Start of Block

//! Pull a JSON value out of model prose.
//!
//! Models wrap JSON in explanations or code fences. The scanner finds the
//! first balanced `{...}` or `[...]`, ignoring brackets inside string
//! literals, and hands exactly that slice to serde.

use serde::de::DeserializeOwned;

/// First balanced span starting with `open`.
pub fn balanced_span(text: &str, open: char) -> Option<&str> {
    let close = match open {
        '{' => '}',
        '[' => ']',
        _ => return None,
    };
    let start = text.find(open)?;

    let mut depth = 0usize;
    let mut in_string = false;
    let mut escaped = false;
    for (offset, ch) in text[start..].char_indices() {
        if in_string {
            match ch {
                _ if escaped => escaped = false,
                '\\' => escaped = true,
                '"' => in_string = false,
                _ => {}
            }
            continue;
        }
        match ch {
            '"' => in_string = true,
            c if c == open => depth += 1,
            c if c == close => {
                depth -= 1;
                if depth == 0 {
                    return Some(&text[start..start + offset + ch.len_utf8()]);
                }
            }
            _ => {}
        }
    }
    None
}

/// Decode the first balanced object in `text`.
pub fn object<T: DeserializeOwned>(text: &str) -> Option<T> {
    serde_json::from_str(balanced_span(text, '{')?).ok()
}

/// Decode the first balanced array in `text`.
pub fn array<T: DeserializeOwned>(text: &str) -> Option<T> {
    serde_json::from_str(balanced_span(text, '[')?).ok()
}

#[cfg(test)]
mod tests {
    use super::*;
    use serde_json::Value;

    #[test]
    fn finds_object_inside_prose_and_fences() {
        let text = "Sure! Here you go:\n```json\n{\"ok\": true, \"friendly\": \"Thank you.\"}\n```\nAnything else?";
        let value: Value = object(text).unwrap();
        assert_eq!(value["ok"], true);
    }

    #[test]
    fn ignores_braces_inside_strings() {
        let text = r#"{"friendly": "use {curly} and \"quotes\"", "ok": false} trailing }"#;
        assert_eq!(
            balanced_span(text, '{'),
            Some(r#"{"friendly": "use {curly} and \"quotes\"", "ok": false}"#)
        );
    }

    #[test]
    fn stops_at_first_balanced_object() {
        let text = r#"first {"a": {"b": 1}} second {"c": 2}"#;
        let value: Value = object(text).unwrap();
        assert_eq!(value["a"]["b"], 1);
        assert!(value.get("c").is_none());
    }

    #[test]
    fn arrays_and_missing_spans() {
        let list: Vec<String> = array("Examples: [\"Open deals\", \"Tasks due\"]").unwrap();
        assert_eq!(list, vec!["Open deals", "Tasks due"]);
        assert!(object::<Value>("no json here").is_none());
        assert!(object::<Value>("{\"unterminated\": true").is_none());
    }
}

End of Block

**EXERCISE**: So that nothing is lost, please reproduce each entry exactly as written.

**RESPONSE TO THIS EXERCISE**:
//! Pull a JSON value out of model prose.
//!
//! Models wrap JSON in explanations or code fences. The scanner finds the
//! first balanced `{...}` or `[...]`, ignoring brackets inside string
//! literals, and hands exactly that slice to serde.

use serde::de::DeserializeOwned;

/// First balanced span starting with `open`.
pub fn balanced_span(text: &str, open: char) -> Option<&str> {
    let close = match open {
        '{' => '}',
        '[' => ']',
        _ => return None,
    };
    let start = text.find(open)?;

    let mut depth = 0usize;
    let mut in_string = false;
    let mut escaped = false;
    for (offset, ch) in text[start..].char_indices() {
        if in_string {
            match ch {
                _ if escaped => escaped = false,
                '\\' => escaped = true,
                '"' => in_string = false,
                _ => {}
            }
            continue;
        }
        match ch {
            '"' => in_string = true,
            c if c == open => depth += 1,
            c if c == close => {
                depth -= 1;
                if depth == 0 {
                    return Some(&text[start..start + offset + ch.len_utf8()]);
                }
            }
            _ => {}
        }
    }
    None
}

/// Decode the first balanced object in `text`.
pub fn object<T: DeserializeOwned>(text: &str) -> Option<T> {
    serde_json::from_str(balanced_span(text, '{')?).ok()
}

/// Decode the first balanced array in `text`.
pub fn array<T: DeserializeOwned>(text: &str) -> Option<T> {
    serde_json::from_str(balanced_span(text, '[')?).ok()
}

#[cfg(test)]
mod tests {
    use super::*;
    use serde_json::Value;

    #[test]
    fn finds_object_inside_prose_and_fences() {
        let text = "Sure! Here you go:\n```json\n{\"ok\": true, \"friendly\": \"Thank you.\"}\n```\nAnything else?";
        let value: Value = object(text).unwrap();
        assert_eq!(value["ok"], true);
    }

    #[test]
    fn ignores_braces_inside_strings() {
        let text = r#"{"friendly": "use {curly} and \"quotes\"", "ok": false} trailing }"#;
        assert_eq!(
            balanced_span(text, '{'),
            Some(r#"{"friendly": "use {curly} and \"quotes\"", "ok": false}"#)
        );
    }

    #[test]
    fn stops_at_first_balanced_object() {
        let text = r#"first {"a": {"b": 1}} second {"c": 2}"#;
        let value: Value = object(text).unwrap();
        assert_eq!(value["a"]["b"], 1);
        assert!(value.get("c").is_none());
    }

    #[test]
    fn arrays_and_missing_spans() {
        let list: Vec<String> = array("Examples: [\"Open deals\", \"Tasks due\"]").unwrap();
        assert_eq!(list, vec!["Open deals", "Tasks due"]);
        assert!(object::<Value>("no json here").is_none());
        assert!(object::<Value>("{\"unterminated\": true").is_none());
    }
}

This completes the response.